0

While loading my dataset using python code on the AWS server using Spyder, I get the following error:

  File "<ipython-input-19-7b2e7b5812b3>", line 1, in <module>
    ffemq12 = load_h2odataframe_returns(femq12) #; ffemq12 = add_fold_column(ffemq12)

  File "D:\Ashwin\do\init_sm.py", line 106, in load_h2odataframe_returns
    fr=h2o.H2OFrame(python_obj=returns)

  File "C:\Program Files\Anaconda2\lib\site-packages\h2o\frame.py", line 106, in __init__
    column_names, column_types, na_strings, skipped_columns)

  File "C:\Program Files\Anaconda2\lib\site-packages\h2o\frame.py", line 147, in _upload_python_object
    self._upload_parse(tmp_path, destination_frame, 1, separator, column_names, column_types, na_strings, skipped_columns)
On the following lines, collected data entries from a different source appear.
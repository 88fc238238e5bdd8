use super::result_set::ResultSet;

/// Container for the result sets produced by one call, in statement order.
#[derive(Debug, Clone, Default)]
pub struct DataSet {
    pub tables: Vec<ResultSet>,
}

impl DataSet {
    #[must_use]
    pub fn new() -> Self {
        Self::default()
    }

    pub fn push(&mut self, table: ResultSet) {
        self.tables.push(table);
    }

    #[must_use]
    pub fn table(&self, index: usize) -> Option<&ResultSet> {
        self.tables.get(index)
    }

    #[must_use]
    pub fn len(&self) -> usize {
        self.tables.len()
    }

    #[must_use]
    pub fn is_empty(&self) -> bool {
        self.tables.is_empty()
    }
}

impl IntoIterator for DataSet {
    type Item = ResultSet;
    type IntoIter = std::vec::IntoIter<ResultSet>;

    fn into_iter(self) -> Self::IntoIter {
        self.tables.into_iter()
    }
}
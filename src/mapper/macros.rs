/// Implement [`Mappable`](crate::mapper::Mappable) for a `Default` struct.
///
/// Each entry names a field and its declared type. The column name defaults to
/// the field name; `= "Column"` binds the field to a differently spelled column.
/// Invoke it in the struct's own module to bind private fields.
///
/// ```rust
/// use row_mapper::mappable;
///
/// #[derive(Debug, Default)]
/// struct Employee {
///     id: i64,
///     name: String,
///     manager_id: Option<i64>,
/// }
///
/// mappable!(Employee {
///     id: i64 = "Id",
///     name: String = "Name",
///     manager_id: Option<i64>,
/// });
/// ```
#[macro_export]
macro_rules! mappable {
    (@column $field:ident) => {
        stringify!($field)
    };
    (@column $field:ident $column:literal) => {
        $column
    };
    ($ty:ty { $($field:ident : $fty:ty $(= $column:literal)?),* $(,)? }) => {
        impl $crate::mapper::Mappable for $ty {
            fn fields() -> ::std::vec::Vec<$crate::mapper::FieldDescriptor<Self>> {
                ::std::vec![
                    $(
                        $crate::mapper::FieldDescriptor::new(
                            $crate::mappable!(@column $field $($column)?),
                            ::std::any::type_name::<$fty>(),
                            |target: &mut Self, value: &$crate::types::RowValues| {
                                target.$field =
                                    <$fty as $crate::mapper::FromRowValue>::from_row_value(value)?;
                                Ok(())
                            },
                        )
                    ),*
                ]
            }
        }
    };
}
  File "C:\Program Files\Anaconda2\lib\site-packages\h2o\frame.py", line 321, in _upload_parse
    ret = h2o.api("POST /3/PostFile", filename=path)

  File "C:\Program Files\Anaconda2\lib\site-packages\h2o\h2o.py", line 104, in api
    return h2oconn.request(endpoint, data=data, json=json, filename=filename, save_to=save_to)
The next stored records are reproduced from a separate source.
//! Rendered menu output.
//!
//! A [`NavView`] is what one render pass of a [`NavMenu`](crate::web::NavMenu)
//! produces. Every link carries a key (its entry's path) so two passes can be
//! matched up with [`reconcile`] without rebuilding links that did not change.

use std::collections::HashMap;

use crate::error::Result;
use crate::web::icon::Glyph;
use crate::web::panel::NavPanel;
use crate::web::style::NavStyle;

#[derive(Clone, Debug, PartialEq, Eq)]
pub struct LinkView {
    pub key: String,
    pub href: String,
    pub label: String,
    pub glyph: Glyph,
    pub active: bool,
}

#[derive(Clone, Debug, PartialEq, Eq)]
pub struct NavView {
    pub brand: String,
    pub style: NavStyle,
    pub links: Vec<LinkView>,
}

impl NavView {
    pub fn keys(&self) -> impl Iterator<Item = &str> {
        self.links.iter().map(|link| link.key.as_str())
    }

    pub fn to_html(&self) -> Result<String> {
        Ok(NavPanel::new(self).to_html()?)
    }
}

/// What happened to a link between two render passes.
#[derive(Clone, Copy, Debug, PartialEq, Eq)]
pub enum LinkChange {
    // `from` is the position in the previous pass.
    Kept { from: usize },
    Updated { from: usize },
    Created,
}

/// Keyed diff between two render passes.
#[derive(Clone, Debug, Default, PartialEq, Eq)]
pub struct Reconciliation {
    pub changes: Vec<(String, LinkChange)>,
    pub removed: Vec<String>,
}

impl Reconciliation {
    /// True when the new pass is the previous one, link for link.
    #[must_use]
    pub fn is_noop(&self) -> bool {
        self.removed.is_empty()
            && self
                .changes
                .iter()
                .enumerate()
                .all(|(index, (_, change))| *change == LinkChange::Kept { from: index })
    }

    #[must_use]
    pub fn created(&self) -> usize {
        self.changes
            .iter()
            .filter(|(_, change)| *change == LinkChange::Created)
            .count()
    }
}

/// Match the links of `next` against `prev` by key.
#[must_use]
pub fn reconcile(prev: &NavView, next: &NavView) -> Reconciliation {
    let previous = prev
        .links
        .iter()
        .enumerate()
        .map(|(index, link)| (link.key.as_str(), (index, link)))
        .collect::<HashMap<_, _>>();

    let changes = next
        .links
        .iter()
        .map(|link| {
            let change = match previous.get(link.key.as_str()) {
                Some(&(from, old)) if old == link => LinkChange::Kept { from },
                Some(&(from, _)) => LinkChange::Updated { from },
                None => LinkChange::Created,
            };
            (link.key.clone(), change)
        })
        .collect::<Vec<_>>();

    let removed = prev
        .keys()
        .filter(|key| !next.keys().any(|k| k == *key))
        .map(ToOwned::to_owned)
        .collect::<Vec<_>>();

    log::debug!(
        "Reconciled {} links ({} removed)",
        changes.len(),
        removed.len()
    );
    Reconciliation { changes, removed }
}
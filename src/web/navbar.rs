use std::borrow::Cow;
use std::collections::HashMap;

use serde::{Deserialize, Serialize};

use crate::error::{InvalidEntry, Result};
use crate::web::icon::{Icon, IconName};
use crate::web::style::NavStyle;
use crate::web::view::{LinkView, NavView};

pub const DEFAULT_BRAND: &str = "Logo";

#[derive(Clone, Debug, PartialEq, Eq, Serialize, Deserialize)]
pub struct NavEntry {
    pub label: String,
    pub path: String,
    pub icon: Icon,
}

impl NavEntry {
    pub fn new(label: impl Into<String>, path: impl Into<String>, icon: Icon) -> Self {
        Self {
            label: label.into(),
            path: path.into(),
            icon,
        }
    }

    fn check(&self, index: usize) -> std::result::Result<(), InvalidEntry> {
        if self.path.is_empty() {
            return Err(InvalidEntry::EmptyPath { index });
        }
        if self.path.trim() != self.path {
            return Err(InvalidEntry::Whitespace {
                index,
                field: "path",
            });
        }
        if self.label.trim() != self.label {
            return Err(InvalidEntry::Whitespace {
                index,
                field: "label",
            });
        }
        Ok(())
    }

    /// Link target: the path as given, with spaces, control characters and
    /// non-ASCII percent-encoded.
    #[must_use]
    pub fn href(&self) -> Cow<'_, str> {
        encode_illegal(&self.path)
    }
}

fn encode_illegal(path: &str) -> Cow<'_, str> {
    if path.chars().all(|c| c.is_ascii_graphic()) {
        return Cow::Borrowed(path);
    }
    let mut encoded = String::with_capacity(path.len());
    let mut buf = [0_u8; 4];
    for c in path.chars() {
        if c.is_ascii_graphic() {
            encoded.push(c);
        } else {
            encoded.push_str(&urlencoding::encode(c.encode_utf8(&mut buf)));
        }
    }
    Cow::Owned(encoded)
}

// Paths are unique within a menu; they double as the keys of the rendered links.
#[derive(Clone, Debug, PartialEq, Eq)]
pub struct NavMenu {
    entries: Vec<NavEntry>,
    brand: String,
    style: NavStyle,
}

impl Default for NavMenu {
    fn default() -> Self {
        Self::default_routes()
    }
}

impl NavMenu {
    /// Build a menu from `entries`, keeping their order.
    ///
    /// # Errors
    ///
    /// Returns [`Error::InvalidEntry`](crate::Error::InvalidEntry) for the
    /// first entry that is malformed or reuses an earlier entry's path.
    pub fn new(entries: Vec<NavEntry>) -> Result<Self> {
        let mut seen: HashMap<&str, usize> = HashMap::with_capacity(entries.len());
        for (index, entry) in entries.iter().enumerate() {
            let checked = entry.check(index).and_then(|()| {
                match seen.insert(entry.path.as_str(), index) {
                    Some(first) => Err(InvalidEntry::DuplicatePath {
                        first,
                        index,
                        path: entry.path.clone(),
                    }),
                    None => Ok(()),
                }
            });
            if let Err(e) = checked {
                log::warn!("Rejecting menu entry: {e}");
                return Err(e.into());
            }
        }
        log::debug!("Menu with {} entries", entries.len());
        Ok(Self {
            entries,
            brand: DEFAULT_BRAND.to_owned(),
            style: NavStyle::default(),
        })
    }

    #[must_use]
    pub fn default_routes() -> Self {
        Self {
            entries: vec![
                NavEntry::new("Dashboard", "/", Icon::new(IconName::Table2)),
                NavEntry::new("About", "/about", Icon::new(IconName::NotepadText)),
            ],
            brand: DEFAULT_BRAND.to_owned(),
            style: NavStyle::default(),
        }
    }

    #[must_use]
    pub fn with_brand(self, brand: impl Into<String>) -> Self {
        Self {
            brand: brand.into(),
            ..self
        }
    }

    #[must_use]
    pub fn with_style(self, style: NavStyle) -> Self {
        Self { style, ..self }
    }

    #[must_use]
    pub fn entries(&self) -> &[NavEntry] {
        &self.entries
    }

    #[must_use]
    pub fn brand(&self) -> &str {
        &self.brand
    }

    #[must_use]
    pub fn style(&self) -> &NavStyle {
        &self.style
    }

    #[must_use]
    pub fn len(&self) -> usize {
        self.entries.len()
    }

    #[must_use]
    pub fn is_empty(&self) -> bool {
        self.entries.is_empty()
    }

    #[must_use]
    pub fn render(&self) -> NavView {
        self.render_links(None)
    }

    #[must_use]
    pub fn render_at(&self, current: &str) -> NavView {
        self.render_links(Some(current))
    }

    fn render_links(&self, current: Option<&str>) -> NavView {
        let links = self
            .entries
            .iter()
            .map(|entry| LinkView {
                key: entry.path.clone(),
                href: entry.href().into_owned(),
                label: entry.label.clone(),
                glyph: entry.icon.glyph(),
                active: current == Some(entry.path.as_str()),
            })
            .collect::<Vec<_>>();
        log::debug!("Rendered {} links", links.len());
        NavView {
            brand: self.brand.clone(),
            style: self.style.clone(),
            links,
        }
    }
}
  File "C:\Program Files\Anaconda2\lib\site-packages\h2o\backend\connection.py", line 415, in request
    raise H2OConnectionError("Unexpected HTTP error: %s" % e)
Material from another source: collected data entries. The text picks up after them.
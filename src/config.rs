//! Menu definition files.
//!
//! A menu is defined in JSON:
//!
//! ```json
//! {
//!   "brand": "Logo",
//!   "entries": [
//!     { "label": "Dashboard", "path": "/", "icon": "table-2" },
//!     { "label": "About", "path": "/about", "icon": { "name": "notepad-text", "size": 16 } }
//!   ],
//!   "style": { "link": "flex items-center gap-1" }
//! }
//! ```
//!
//! `brand` and every `style` field are optional.

use std::path::Path;

use serde::{Deserialize, Serialize};

use crate::error::{Error, Result};
use crate::web::{NavEntry, NavMenu, NavStyle, DEFAULT_BRAND};

fn default_brand() -> String {
    DEFAULT_BRAND.to_owned()
}

/// A menu definition as read from disk.
#[derive(Clone, Serialize, Deserialize, Debug, PartialEq, Eq)]
#[serde(deny_unknown_fields)]
pub struct MenuConfig {
    #[serde(default = "default_brand")]
    pub brand: String,
    pub entries: Vec<NavEntry>,
    #[serde(default)]
    pub style: NavStyle,
}

impl MenuConfig {
    /// Read and parse a menu definition file.
    ///
    /// # Errors
    ///
    /// Returns [`Error::Io`] if the file cannot be read and [`Error::Json`]
    /// if it is not a valid definition.
    pub fn load(path: &Path) -> Result<Self> {
        log::info!("Loading menu from {}", path.display());
        let json = std::fs::read_to_string(path).map_err(|source| Error::Io {
            path: path.to_path_buf(),
            source,
        })?;
        Self::from_json(&json)
    }

    /// # Errors
    ///
    /// Returns [`Error::Json`] if `json` is not a valid definition.
    pub fn from_json(json: &str) -> Result<Self> {
        let config: Self = serde_json::from_str(json)?;
        log::debug!("Menu config: {config:?}");
        Ok(config)
    }

    /// Pretty-printed JSON for the definition.
    ///
    /// # Errors
    ///
    /// Returns [`Error::Json`] if serialization fails.
    pub fn to_json(&self) -> Result<String> {
        Ok(serde_json::to_string_pretty(self)?)
    }

    /// Validate the entries and build the menu.
    ///
    /// # Errors
    ///
    /// Returns [`Error::InvalidEntry`] for the first rejected entry.
    pub fn menu(self) -> Result<NavMenu> {
        Ok(NavMenu::new(self.entries)?
            .with_brand(self.brand)
            .with_style(self.style))
    }
}

impl From<&NavMenu> for MenuConfig {
    fn from(menu: &NavMenu) -> Self {
        Self {
            brand: menu.brand().to_owned(),
            entries: menu.entries().to_vec(),
            style: menu.style().clone(),
        }
    }
}

#[cfg(test)]
mod tests {
    use super::*;
    use crate::error::InvalidEntry;
    use crate::web::IconName;

    #[test]
    fn minimal_definition_uses_defaults() {
        let config = MenuConfig::from_json(
            r#"{"entries": [{"label": "Dashboard", "path": "/", "icon": "table-2"}]}"#,
        )
        .unwrap();
        assert_eq!(config.brand, DEFAULT_BRAND);
        assert_eq!(config.style, NavStyle::default());
        let menu = config.menu().unwrap();
        assert_eq!(menu.len(), 1);
        assert_eq!(menu.entries()[0].icon.name, IconName::Table2);
        assert_eq!(menu.entries()[0].icon.size, 16);
    }

    #[test]
    fn default_menu_round_trips() {
        let config = MenuConfig::from(&NavMenu::default_routes());
        let parsed = MenuConfig::from_json(&config.to_json().unwrap()).unwrap();
        assert_eq!(parsed, config);
        assert_eq!(parsed.menu().unwrap(), NavMenu::default_routes());
    }

    #[test]
    fn duplicate_paths_are_rejected() {
        let config = MenuConfig::from_json(
            r#"{"entries": [
                {"label": "Home", "path": "/", "icon": "table-2"},
                {"label": "Dashboard", "path": "/", "icon": "table-2"}
            ]}"#,
        )
        .unwrap();
        assert!(matches!(
            config.menu(),
            Err(Error::InvalidEntry(InvalidEntry::DuplicatePath { index: 1, .. }))
        ));
    }

    #[test]
    fn unknown_fields_are_rejected() {
        assert!(matches!(
            MenuConfig::from_json(r#"{"entries": [], "routes": []}"#),
            Err(Error::Json(_))
        ));
    }

    #[test]
    fn missing_file() {
        let err = MenuConfig::load(Path::new("/nonexistent/menu.json")).unwrap_err();
        assert!(matches!(err, Error::Io { .. }));
        assert!(err.to_string().contains("/nonexistent/menu.json"));
    }
}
I am running this python code on Spyder on the AWS server. The code works fine up to half the dataset (1.5gb/3gb) but throws an error if I increase the data size. I tried increasing the RAM from 61gb to 122 GB but it is still giving me the same error.

Loading the data file

femq12 = pd.read_csv(r"H:\Ashwin\dta\datafile.csv")    
ffemq12 = load_h2odataframe_returns(femq12)

Initializing h2o

h2o.init(nthreads = -1,max_mem_size="150G")

Loading h2o

Connecting to H2O server at http://127.0.0.1:54321... successful. -------------------------- ------------------------------------ H2O cluster uptime: 01 secs H2O cluster timezone: UTC H2O data parsing timezone: UTC H2O cluster version: 3.22.1.3 H2O cluster version age: 18 days H2O cluster total nodes: 1 H2O cluster free memory: 133.3 Gb H2O cluster total cores: 16 H2O cluster allowed cores: 16 H2O cluster status: accepting new members, healthy H2O connection proxy: H2O internal security:
False H2O API Extensions: Algos, AutoML, Core V3, Core V4 Python version: 2.7.15 final


I suspect it is a memory issue. But even after increasing RAM and max_mem_size, the dataset is not loading.

Any ideas to fix the error would be appreciated. Thank you.

  • can you verify that AWS isn't enforcing a limit to the dataset size you can read into your cluster? thanks! – Lauren Feb 13 '19 at 22:25

1 Answers1

1

Solution: Don't use pd.read_csv() and h2o.H2OFrame(), and instead use h2o.import_file() directly.

The error message is on the POST /3/PostFile REST command. Which, as far as I can tell from your code and log snippets, means it is uploading to localhost? That is horribly inefficient.

(If not localhost, i.e. your datafile.csv is on your computer, which is outside of AWS, then upload it to S3 first. If you are doing some data munging on your computer, do that, then save it as a new file, and upload that to S3. It doesn't have to be S3: it could be the hard disk if you only have a single machine in your H2O cluster.)

For some background see also my recent answers at https://stackoverflow.com/a/54568511/841830 and https://stackoverflow.com/a/54459577/841830. (I've not marked as duplicate, as though the advice is the same, in each case, the reason is a bit different; here I wonder if you are hitting a limit for maximum HTTP POST file size, perhaps at 2GB? I suppose it could also be running out of disk space, from all the multiple temp copies be made.)

Darren Cook
  • 27,837
  • 13
  • 117
  • 217